Sunday, October 02, 2011

Say Uncle

Hilarious. Make the guy uncomfortable with newborns hold the new kid. Ok! Fine! I'll do it. I won't like it, but I'll do it if I HAVE to, but that's it. Once. After that: no more holding.


I don't deal with children under 6, furthermore I don't INTEND to deal with children under 6. That's right: I'm an ogre. No, I'm a man. No, I'm an ogre. Either way - they're purely ornamental, right?  Bring them to me when they're strong enough to hold a BB gun and wear a life vest. Until then - they make me too nervous. That's right - I'll take my chances with an armed 6yr-old over a newborn that could cry any minute and make me feel all guilty and weird.

We've got a hospital room full of women over here flipping the tiny thing around like its a football and driving it crazy and it makes me anxious. As if blasting out into the world with a bunch of people hollering at you, blood and guts everywhere, crying, and wailing isn't bad enough - somebody immediately hits you hard enough to make you cry, then 400 people you dont know show up and insist on handing you around in midair for the next 72hrs straight. 

Take me back to the womb, please, Mister. 
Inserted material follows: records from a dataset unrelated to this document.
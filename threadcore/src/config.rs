use log::warn;
use serde::{Deserialize, Serialize};
use std::time::Duration;

use crate::types::MessageId;
use crate::window::Anchor;

/// Messages windowed per page.
pub const DEFAULT_PAGE_SIZE: usize = 15;
/// Distance in pixels from the loaded edge at which the list asks for more.
pub const DEFAULT_SCROLL_THRESHOLD: f32 = 1000.0;
const DEFAULT_RESOLVE_TIMEOUT_MS: u64 = 10_000;

#[derive(Clone, Debug, PartialEq, Serialize, Deserialize)]
#[serde(default)]
pub struct ListConfig {
    pub page_size: usize,
    pub anchor: Anchor,
    pub scroll_threshold: f32,
    /// Added to the content height before comparing it with the viewport.
    pub fill_slack: f32,
    /// How long scroll-to-message waits for the target's record.
    pub resolve_timeout_ms: u64,
    pub pinned_message: Option<MessageId>,
}

impl Default for ListConfig {
    fn default() -> Self {
        Self {
            page_size: DEFAULT_PAGE_SIZE,
            anchor: Anchor::default(),
            scroll_threshold: DEFAULT_SCROLL_THRESHOLD,
            fill_slack: 0.0,
            resolve_timeout_ms: DEFAULT_RESOLVE_TIMEOUT_MS,
            pinned_message: None,
        }
    }
}

impl ListConfig {
    pub fn from_json(json: &str) -> Result<Self, serde_json::Error> {
        let config: Self = serde_json::from_str(json)?;
        config.validate();
        Ok(config)
    }

    pub fn resolve_timeout(&self) -> Duration {
        Duration::from_millis(self.resolve_timeout_ms)
    }

    /// Logs settings that make the list inert. They are not rejected.
    pub fn validate(&self) {
        if self.page_size == 0 {
            warn!(target: "Config", "page_size is 0, the window will never grow");
        }
        if self.scroll_threshold < 0.0 {
            warn!(target: "Config", "negative scroll_threshold {}, edge loading disabled", self.scroll_threshold);
        }
    }
}

#[cfg(test)]
mod tests {
    use super::*;

    #[test]
    fn test_partial_json_uses_defaults() {
        let config = ListConfig::from_json(r#"{ "page_size": 30, "anchor": "head" }"#).unwrap();
        assert_eq!(config.page_size, 30);
        assert_eq!(config.anchor, Anchor::Head);
        assert_eq!(config.scroll_threshold, DEFAULT_SCROLL_THRESHOLD);
        assert_eq!(config.resolve_timeout(), Duration::from_secs(10));
        assert!(config.pinned_message.is_none());
    }

    #[test]
    fn test_pinned_message() {
        let config = ListConfig::from_json(r#"{ "pinned_message": "0xabc-1" }"#).unwrap();
        assert_eq!(config.pinned_message, Some(MessageId::new("0xabc-1")));
    }

    #[test]
    fn test_bad_anchor_rejected() {
        assert!(ListConfig::from_json(r#"{ "anchor": "middle" }"#).is_err());
    }
}
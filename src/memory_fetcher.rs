//! In-process [`RecordFetcher`] for demos and tests, with optional latency and
//! injected failures.

use async_trait::async_trait;
use dashmap::{DashMap, DashSet};
use std::sync::atomic::{AtomicUsize, Ordering};
use std::time::Duration;

use crate::cache::RecordFetcher;
use crate::error::FetchError;
use threadcore::{MessageId, MessageRecord};

#[derive(Debug, Default)]
pub struct MemoryFetcher {
    records: DashMap<MessageId, MessageRecord>,
    failing: DashSet<MessageId>,
    latency: Duration,
    fetches: AtomicUsize,
}

impl MemoryFetcher {
    pub fn new() -> Self {
        Self::default()
    }

    pub fn with_latency(latency: Duration) -> Self {
        Self {
            latency,
            ..Self::default()
        }
    }

    pub fn put(&self, record: MessageRecord) {
        self.records.insert(record.id.clone(), record);
    }

    /// Makes every fetch of `id` fail until [`MemoryFetcher::heal`].
    pub fn fail(&self, id: MessageId) {
        self.failing.insert(id);
    }

    pub fn heal(&self, id: &MessageId) {
        self.failing.remove(id);
    }

    /// Total fetches served, failed ones included.
    pub fn fetch_count(&self) -> usize {
        self.fetches.load(Ordering::SeqCst)
    }
}

#[async_trait]
impl RecordFetcher for MemoryFetcher {
    async fn fetch(&self, id: &MessageId) -> Result<MessageRecord, FetchError> {
        self.fetches.fetch_add(1, Ordering::SeqCst);
        if !self.latency.is_zero() {
            tokio::time::sleep(self.latency).await;
        }
        if self.failing.contains(id) {
            return Err(FetchError::Request(format!("injected failure for {id}")));
        }
        self.records
            .get(id)
            .map(|record| record.value().clone())
            .ok_or(FetchError::NotFound)
    }
}
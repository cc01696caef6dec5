use thiserror::Error;

use threadcore::{ThreadId, WindowError};

#[derive(Debug, Error, Clone, PartialEq, Eq)]
pub enum IndexError {
    #[error("unknown thread {0}")]
    UnknownThread(ThreadId),
    #[error("id feed for thread {0} closed")]
    Closed(ThreadId),
}

/// Why a record fetch failed. Stored per record, never propagated to the list.
#[derive(Debug, Error, Clone, PartialEq, Eq)]
pub enum FetchError {
    #[error("message not found")]
    NotFound,
    #[error("request failed: {0}")]
    Request(String),
}

#[derive(Debug, Error)]
pub enum ViewError {
    #[error("index error: {0}")]
    Index(#[from] IndexError),
    #[error("window error: {0}")]
    Window(#[from] WindowError),
}
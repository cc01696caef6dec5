use tokio::sync::broadcast;

use threadcore::{Generation, MessageId, ThreadId};

// The size of the broadcast channel buffer.
const CHANNEL_CAPACITY: usize = 100;

/// Everything a rendering layer reacts to. Each event carries the generation
/// it was produced in, so a renderer can ignore events from a thread it has
/// already left.
#[derive(Debug, Clone, PartialEq)]
pub enum ViewEvent {
    ThreadOpened {
        thread: ThreadId,
        generation: Generation,
    },
    IdsUpdated {
        generation: Generation,
        total: usize,
    },
    WindowGrew {
        generation: Generation,
        from: usize,
        to: usize,
    },
    /// Scroll the row with this id into view.
    ScrollIntoView {
        generation: Generation,
        id: MessageId,
    },
    Highlight {
        generation: Generation,
        id: MessageId,
    },
    /// A scroll-to-message target isn't in the thread.
    NotFound {
        generation: Generation,
        id: MessageId,
    },
}

#[derive(Debug)]
pub struct EventBus {
    tx: broadcast::Sender<ViewEvent>,
}

impl EventBus {
    pub fn new() -> Self {
        Self {
            tx: broadcast::channel(CHANNEL_CAPACITY).0,
        }
    }

    pub fn subscribe(&self) -> broadcast::Receiver<ViewEvent> {
        self.tx.subscribe()
    }

    /// Sends to current subscribers; having none is fine.
    pub fn dispatch(&self, event: ViewEvent) {
        let _ = self.tx.send(event);
    }
}

impl Default for EventBus {
    fn default() -> Self {
        Self::new()
    }
}

impl Clone for EventBus {
    fn clone(&self) -> Self {
        Self {
            tx: self.tx.clone(),
        }
    }
}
To make matters worse - there's a 50/50 chance somebody stuck a vacuum cleaner on your head, then sucked so hard it squished your skull all out of shape. You think THAT didn't hurt? Sweet Lord. "Welcome to being a human! Hurry up out of there, or we'll smoosh your skull." It's your first taste of the world telling you you're too fat and slow. Learn to love it.
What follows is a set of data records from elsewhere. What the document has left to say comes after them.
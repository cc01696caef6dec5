//! Stepper behind scroll-to-message: grows the window until the target is
//! windowed and resolved, or the id list runs out.

use log::debug;

use crate::controller::{Advance, WindowController};
use crate::types::{MessageId, RecordState};

#[derive(Debug, Clone, PartialEq)]
pub enum SearchStep {
    /// Target is windowed and resolved; scroll to it.
    Found,
    /// Target is windowed but its record is still loading.
    Waiting,
    /// Target is windowed but its record failed to load.
    Unavailable,
    /// The window grew by a page; step again.
    Advanced { from: usize, to: usize },
    /// The whole list is windowed and the target isn't in it.
    Exhausted,
}

#[derive(Debug, Clone)]
pub struct ScrollSearch {
    target: MessageId,
    advances: usize,
}

impl ScrollSearch {
    pub fn new(target: MessageId) -> Self {
        Self {
            target,
            advances: 0,
        }
    }

    pub fn target(&self) -> &MessageId {
        &self.target
    }

    /// Number of pages this search added to the window.
    pub fn advances(&self) -> usize {
        self.advances
    }

    /// `lookup` reports the target's record state; it is only called once the
    /// target is windowed.
    pub fn step(
        &mut self,
        ctrl: &mut WindowController,
        lookup: impl FnOnce(&MessageId) -> RecordState,
    ) -> SearchStep {
        if ctrl.in_window(&self.target) {
            return match lookup(&self.target) {
                RecordState::Resolved(_) => SearchStep::Found,
                RecordState::Loading => SearchStep::Waiting,
                RecordState::Failed(_) => SearchStep::Unavailable,
            };
        }
        match ctrl.advance() {
            Advance::Grew { from, to } => {
                self.advances += 1;
                SearchStep::Advanced { from, to }
            }
            Advance::Exhausted | Advance::Paused => {
                debug!(
                    target: "Window/Search",
                    "{} not among {} ids after {} advances",
                    self.target,
                    ctrl.ids().len(),
                    self.advances
                );
                SearchStep::Exhausted
            }
        }
    }

    /// Steps until a terminal result, treating every windowed record as
    /// whatever `lookup` says. `Waiting` is returned as-is so the caller can
    /// wait for the record.
    pub fn run(
        &mut self,
        ctrl: &mut WindowController,
        mut lookup: impl FnMut(&MessageId) -> RecordState,
    ) -> SearchStep {
        loop {
            match self.step(ctrl, &mut lookup) {
                SearchStep::Advanced { .. } => continue,
                other => return other,
            }
        }
    }
}
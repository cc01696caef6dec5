//! Shared, id-keyed record cache.
//!
//! Every component reads through [`RecordSource`]; only fetch completions and
//! [`QueryCache::insert`] write. Concurrent requests for one id share a single
//! fetch. Each entry remembers which fetch it is waiting for, so a superseded
//! fetch (after `insert` or `invalidate`) cannot overwrite a newer state.

use async_trait::async_trait;
use dashmap::DashMap;
use dashmap::mapref::entry::Entry;
use futures_util::future::join_all;
use log::{debug, warn};
use std::sync::Arc;
use std::sync::atomic::{AtomicU64, Ordering};
use tokio::runtime::Handle;
use tokio::sync::watch;

use crate::error::FetchError;
use threadcore::{MessageId, MessageRecord, RecordMap, RecordState};

#[async_trait]
pub trait RecordFetcher: Send + Sync {
    async fn fetch(&self, id: &MessageId) -> Result<MessageRecord, FetchError>;
}

/// Read side of the cache, as seen by views.
pub trait RecordSource: Send + Sync {
    /// Current state without starting a fetch. Ids never requested read as `Loading`.
    fn get(&self, id: &MessageId) -> RecordState;

    /// Watches one id, starting its fetch if nobody has yet.
    fn subscribe(&self, id: &MessageId) -> watch::Receiver<RecordState>;

    /// Batched form of `subscribe` returning the current states.
    fn request(&self, ids: &[MessageId]) -> RecordMap {
        ids.iter()
            .map(|id| (id.clone(), self.subscribe(id).borrow().clone()))
            .collect()
    }
}

#[derive(Debug)]
struct CacheEntry {
    tx: watch::Sender<RecordState>,
    /// Fetch whose result this entry accepts; 0 when none is in flight.
    fetch: u64,
}

pub struct QueryCache {
    entries: Arc<DashMap<MessageId, CacheEntry>>,
    fetcher: Arc<dyn RecordFetcher>,
    fetch_seq: AtomicU64,
    runtime: Handle,
}

impl QueryCache {
    /// Must be called from within a tokio runtime; fetches run on it.
    pub fn new(fetcher: Arc<dyn RecordFetcher>) -> Self {
        Self::with_runtime(fetcher, Handle::current())
    }

    pub fn with_runtime(fetcher: Arc<dyn RecordFetcher>, runtime: Handle) -> Self {
        Self {
            entries: Arc::new(DashMap::new()),
            fetcher,
            fetch_seq: AtomicU64::new(0),
            runtime,
        }
    }

    /// Stores a record from the originating write path (e.g. a sent message).
    pub fn insert(&self, record: MessageRecord) {
        let state = RecordState::Resolved(Arc::new(record.clone()));
        match self.entries.entry(record.id) {
            Entry::Occupied(mut entry) => {
                let entry = entry.get_mut();
                entry.fetch = 0;
                entry.tx.send_replace(state);
            }
            Entry::Vacant(entry) => {
                entry.insert(CacheEntry {
                    tx: watch::channel(state).0,
                    fetch: 0,
                });
            }
        }
    }

    /// Refetches an id in place. Subscribers see `Loading` then the new result.
    pub fn invalidate(&self, id: &MessageId) {
        let Some(mut entry) = self.entries.get_mut(id) else {
            return;
        };
        let fetch = self.next_fetch();
        entry.fetch = fetch;
        entry.tx.send_replace(RecordState::Loading);
        drop(entry);
        self.spawn_fetch(id.clone(), fetch);
    }

    /// Drops an id. Open subscriptions end; the next subscribe refetches.
    pub fn evict(&self, id: &MessageId) -> bool {
        self.entries.remove(id).is_some()
    }

    /// Waits until the id's fetch has settled.
    pub async fn resolved(&self, id: &MessageId) -> RecordState {
        let mut rx = self.subscribe(id);
        match rx.wait_for(RecordState::is_settled).await {
            Ok(state) => state.clone(),
            Err(_) => RecordState::Failed("evicted".to_string()),
        }
    }

    /// Waits for every id concurrently.
    pub async fn resolve_all(&self, ids: &[MessageId]) -> RecordMap {
        let states = join_all(ids.iter().map(|id| self.resolved(id))).await;
        ids.iter().cloned().zip(states).collect()
    }

    pub fn len(&self) -> usize {
        self.entries.len()
    }

    pub fn is_empty(&self) -> bool {
        self.entries.is_empty()
    }

    fn next_fetch(&self) -> u64 {
        self.fetch_seq.fetch_add(1, Ordering::Relaxed) + 1
    }

    fn spawn_fetch(&self, id: MessageId, fetch: u64) {
        let entries = Arc::clone(&self.entries);
        let fetcher = Arc::clone(&self.fetcher);
        self.runtime.spawn(async move {
            let state = match fetcher.fetch(&id).await {
                Ok(record) => RecordState::Resolved(Arc::new(record)),
                Err(e) => {
                    warn!(target: "Cache", "Fetch of {id} failed: {e}");
                    RecordState::Failed(e.to_string())
                }
            };
            match entries.get_mut(&id) {
                Some(mut entry) if entry.fetch == fetch => {
                    entry.fetch = 0;
                    entry.tx.send_replace(state);
                }
                _ => debug!(target: "Cache", "Discarding superseded fetch #{fetch} of {id}"),
            }
        });
    }
}

impl RecordSource for QueryCache {
    fn get(&self, id: &MessageId) -> RecordState {
        self.entries
            .get(id)
            .map(|entry| entry.tx.borrow().clone())
            .unwrap_or(RecordState::Loading)
    }

    fn subscribe(&self, id: &MessageId) -> watch::Receiver<RecordState> {
        match self.entries.entry(id.clone()) {
            Entry::Occupied(entry) => entry.get().tx.subscribe(),
            Entry::Vacant(entry) => {
                let fetch = self.next_fetch();
                let (tx, rx) = watch::channel(RecordState::Loading);
                entry.insert(CacheEntry { tx, fetch });
                self.spawn_fetch(id.clone(), fetch);
                rx
            }
        }
    }
}
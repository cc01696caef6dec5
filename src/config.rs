use std::path::Path;
use thiserror::Error;

use threadcore::ListConfig;

#[derive(Debug, Error)]
pub enum ConfigError {
    #[error("failed to read config: {0}")]
    Io(#[from] std::io::Error),
    #[error("invalid config: {0}")]
    Parse(#[from] serde_json::Error),
}

/// Loads a JSON list configuration. Missing fields take their defaults.
pub fn load(path: &Path) -> Result<ListConfig, ConfigError> {
    let json = std::fs::read_to_string(path)?;
    Ok(ListConfig::from_json(&json)?)
}
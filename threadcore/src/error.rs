use thiserror::Error;

use crate::controller::Generation;

#[derive(Debug, Error, PartialEq, Eq)]
pub enum WindowError {
    #[error("no thread is open")]
    NoThread,
    #[error("stale update for generation {got}, current is {current}")]
    StaleGeneration { got: Generation, current: Generation },
}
Plus, you can't think much, grip anything, walk, talk or see straight and what do you have to live on? Milk that somebody gives you anytime they feel like you may be hungry? If I had to wait on Tyler to feed me when she thought I might be hungry, I'd be dead. Or skinny. I don't know which is worse.

It's amazing any kid makes it out of the hospital alive - what with all that hard floor rushing up to meet you.  That's what's underfoot in the hospital - basically concrete. 4,000 sick and infirm people, newborns, the elderly, bodily fluids skeeting around right and left, half the chairs have wheels on them and you pave the entire place in a slick hard substance?  The emperor has no clothes. Soylent Green is PEOPLE, and when I'm 80 please don't store me in any place sheeted in hip-crushing rubberized concrete. 
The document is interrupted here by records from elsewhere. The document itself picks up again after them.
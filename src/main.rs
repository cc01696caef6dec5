use anyhow::Context;
use chrono::Utc;
use clap::Parser;
use log::{info, warn};
use std::path::PathBuf;
use std::sync::Arc;
use std::time::Duration;
use threadview::{
    FillDecision, ListConfig, MemoryFetcher, MemoryIndex, MessageId, MessageRecord, QueryCache,
    ThreadId, ThreadView,
};

// Walks a simulated chat thread: fills a fake viewport, then jumps to a message.
//
// Usage:
//   cargo run -- --messages 500 --target 3        # jump to the 4th-oldest message
//   cargo run -- --missing                        # jump to an id that doesn't exist
//   cargo run -- --fail-every 7 --config list.json

const ROW_HEIGHT: f32 = 48.0;
const VIEWPORT_HEIGHT: f32 = 800.0;
const MAX_LAYOUT_PASSES: usize = 200;

#[derive(Parser, Debug)]
#[command(about = "Scroll through a simulated chat thread")]
struct Args {
    /// Messages in the thread.
    #[arg(short = 'n', long, default_value_t = 200)]
    messages: usize,
    /// Overrides the configured page size.
    #[arg(short, long)]
    page_size: Option<usize>,
    /// Index (oldest first) of the message to jump to.
    #[arg(short, long, default_value_t = 0)]
    target: usize,
    /// Jump to an id that isn't in the thread.
    #[arg(long)]
    missing: bool,
    /// JSON list configuration.
    #[arg(short, long)]
    config: Option<PathBuf>,
    /// Make every k-th message fail to load (0 disables).
    #[arg(long, default_value_t = 0)]
    fail_every: usize,
    /// Simulated fetch latency in milliseconds.
    #[arg(long, default_value_t = 5)]
    latency_ms: u64,
}

fn main() -> anyhow::Result<()> {
    let args = Args::parse();

    env_logger::Builder::from_env(env_logger::Env::default().default_filter_or("info"))
        .format(|buf, record| {
            use std::io::Write;
            writeln!(
                buf,
                "{} [{:<5}] [{}] - {}",
                Utc::now().format("%H:%M:%S%.3f"),
                record.level(),
                record.target(),
                record.args()
            )
        })
        .init();

    let mut config = match &args.config {
        Some(path) => threadview::config::load(path)
            .with_context(|| format!("loading {}", path.display()))?,
        None => ListConfig::default(),
    };
    if let Some(page_size) = args.page_size {
        config.page_size = page_size;
    }

    let rt = tokio::runtime::Builder::new_multi_thread()
        .enable_all()
        .build()
        .context("building tokio runtime")?;

    rt.block_on(run(args, config))
}

async fn run(args: Args, config: ListConfig) -> anyhow::Result<()> {
    let thread = ThreadId::new("demo");
    let ids: Vec<MessageId> = (0..args.messages)
        .map(|i| MessageId::new(format!("demo-{i}")))
        .collect();

    let fetcher = Arc::new(MemoryFetcher::with_latency(Duration::from_millis(args.latency_ms)));
    for (i, id) in ids.iter().enumerate() {
        let mut record = MessageRecord::new(id.clone(), thread.clone(), format!("user{}", i % 4), format!("message #{i}"));
        if i > 0 && i % 10 == 0 {
            record = record.with_reply_to(ids[i - 10].clone());
        }
        fetcher.put(record);
        if args.fail_every > 0 && i % args.fail_every == args.fail_every - 1 {
            fetcher.fail(id.clone());
        }
    }

    let index = Arc::new(MemoryIndex::new());
    index.seed(thread.clone(), ids.iter().cloned());
    let cache = Arc::new(QueryCache::new(fetcher.clone()));
    let view = Arc::new(ThreadView::new(config, index.clone(), cache));

    let mut events = view.events();
    tokio::spawn(async move {
        while let Ok(event) = events.recv().await {
            info!(target: "Demo/Events", "{event:?}");
        }
    });

    view.open(thread.clone()).await?;

    // Fake layout loop: every settled row is one row tall.
    for _ in 0..MAX_LAYOUT_PASSES {
        let snapshot = view.snapshot();
        let content = snapshot.loaded_count as f32 * ROW_HEIGHT;
        match view.on_layout(content, VIEWPORT_HEIGHT) {
            FillDecision::Idle => break,
            FillDecision::Fill | FillDecision::Waiting => {
                tokio::time::sleep(Duration::from_millis(args.latency_ms.max(1))).await;
            }
        }
    }
    let snapshot = view.snapshot();
    info!(
        "Viewport filled: {} of {} messages windowed, {} loaded",
        snapshot.window_len, snapshot.total, snapshot.loaded_count
    );

    let target = if args.missing {
        MessageId::new("demo-missing")
    } else {
        ids.get(args.target)
            .cloned()
            .context("--target is past the end of the thread")?
    };
    let outcome = view.scroll_to_message(target).await;
    info!("Scroll outcome: {outcome:?}");

    index.append(&thread, MessageId::new(format!("demo-{}", args.messages)))?;
    tokio::time::sleep(Duration::from_millis(20)).await;
    let snapshot = view.snapshot();
    if snapshot.items.iter().any(|item| item.state.is_settled() && item.state.record().is_none()) {
        warn!("Some messages failed to load and render as placeholders");
    }
    info!(
        "Thread now has {} messages, window holds {}, {} fetches served",
        snapshot.total,
        snapshot.window_len,
        fetcher.fetch_count()
    );
    Ok(())
}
Know what happens when you get old? YOU DIE. Fine by me I guess, but I know a caretaker who loves me wouldn't let me slowly break apart over time in a series of high-impact falls.  Make me a tent out on the front lawn. I'll take a tree fort in your backyard. Anything, at all - please just don't put concrete floors in my bedroom for crying out loud. 

Back at the hospital I held the kid, anxiously, until Tyler saw my lips moving and the beads of sweat glistening feverishly on my forehead and she finally said "well, I guess I better get Jimmy on home now", made her apologies and led me out to the car.

It's a good thing, too. My imagination was about to spin completely out of control.